The response should contain every record, reproduced exactly.
BEGIN DATA TO EXAMINE
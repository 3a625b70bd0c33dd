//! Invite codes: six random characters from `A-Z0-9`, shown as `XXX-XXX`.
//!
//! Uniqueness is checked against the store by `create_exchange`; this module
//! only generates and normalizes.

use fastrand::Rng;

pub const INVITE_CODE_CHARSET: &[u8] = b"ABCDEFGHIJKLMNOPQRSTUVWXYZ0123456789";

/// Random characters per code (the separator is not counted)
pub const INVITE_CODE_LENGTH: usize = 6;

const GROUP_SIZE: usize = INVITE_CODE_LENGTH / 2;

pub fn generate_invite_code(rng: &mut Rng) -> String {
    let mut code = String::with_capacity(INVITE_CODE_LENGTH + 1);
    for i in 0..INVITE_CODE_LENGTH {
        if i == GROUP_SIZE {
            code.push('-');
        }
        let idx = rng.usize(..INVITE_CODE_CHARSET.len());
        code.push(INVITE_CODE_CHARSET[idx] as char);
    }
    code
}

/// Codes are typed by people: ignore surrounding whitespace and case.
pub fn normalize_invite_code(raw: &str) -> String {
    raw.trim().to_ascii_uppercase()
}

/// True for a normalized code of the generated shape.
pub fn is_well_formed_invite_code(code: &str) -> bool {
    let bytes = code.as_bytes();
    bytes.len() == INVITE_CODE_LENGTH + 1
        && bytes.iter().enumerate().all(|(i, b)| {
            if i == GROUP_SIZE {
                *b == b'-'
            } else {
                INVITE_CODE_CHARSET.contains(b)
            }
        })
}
END DATA TO EXAMINE
→ RESULT BELOW
repository 3a625b70bd0c33dd
//! Invite codes: six random characters from `A-Z0-9`, shown as `XXX-XXX`.
//!
//! Uniqueness is checked against the store by `create_exchange`; this module
//! only generates and normalizes.

use fastrand::Rng;

pub const INVITE_CODE_CHARSET: &[u8] = b"ABCDEFGHIJKLMNOPQRSTUVWXYZ0123456789";

/// Random characters per code (the separator is not counted)
pub const INVITE_CODE_LENGTH: usize = 6;

const GROUP_SIZE: usize = INVITE_CODE_LENGTH / 2;

pub fn generate_invite_code(rng: &mut Rng) -> String {
    let mut code = String::with_capacity(INVITE_CODE_LENGTH + 1);
    for i in 0..INVITE_CODE_LENGTH {
        if i == GROUP_SIZE {
            code.push('-');
        }
        let idx = rng.usize(..INVITE_CODE_CHARSET.len());
        code.push(INVITE_CODE_CHARSET[idx] as char);
    }
    code
}

/// Codes are typed by people: ignore surrounding whitespace and case.
pub fn normalize_invite_code(raw: &str) -> String {
    raw.trim().to_ascii_uppercase()
}

/// True for a normalized code of the generated shape.
pub fn is_well_formed_invite_code(code: &str) -> bool {
    let bytes = code.as_bytes();
    bytes.len() == INVITE_CODE_LENGTH + 1
        && bytes.iter().enumerate().all(|(i, b)| {
            if i == GROUP_SIZE {
                *b == b'-'
            } else {
                INVITE_CODE_CHARSET.contains(b)
            }
        })
}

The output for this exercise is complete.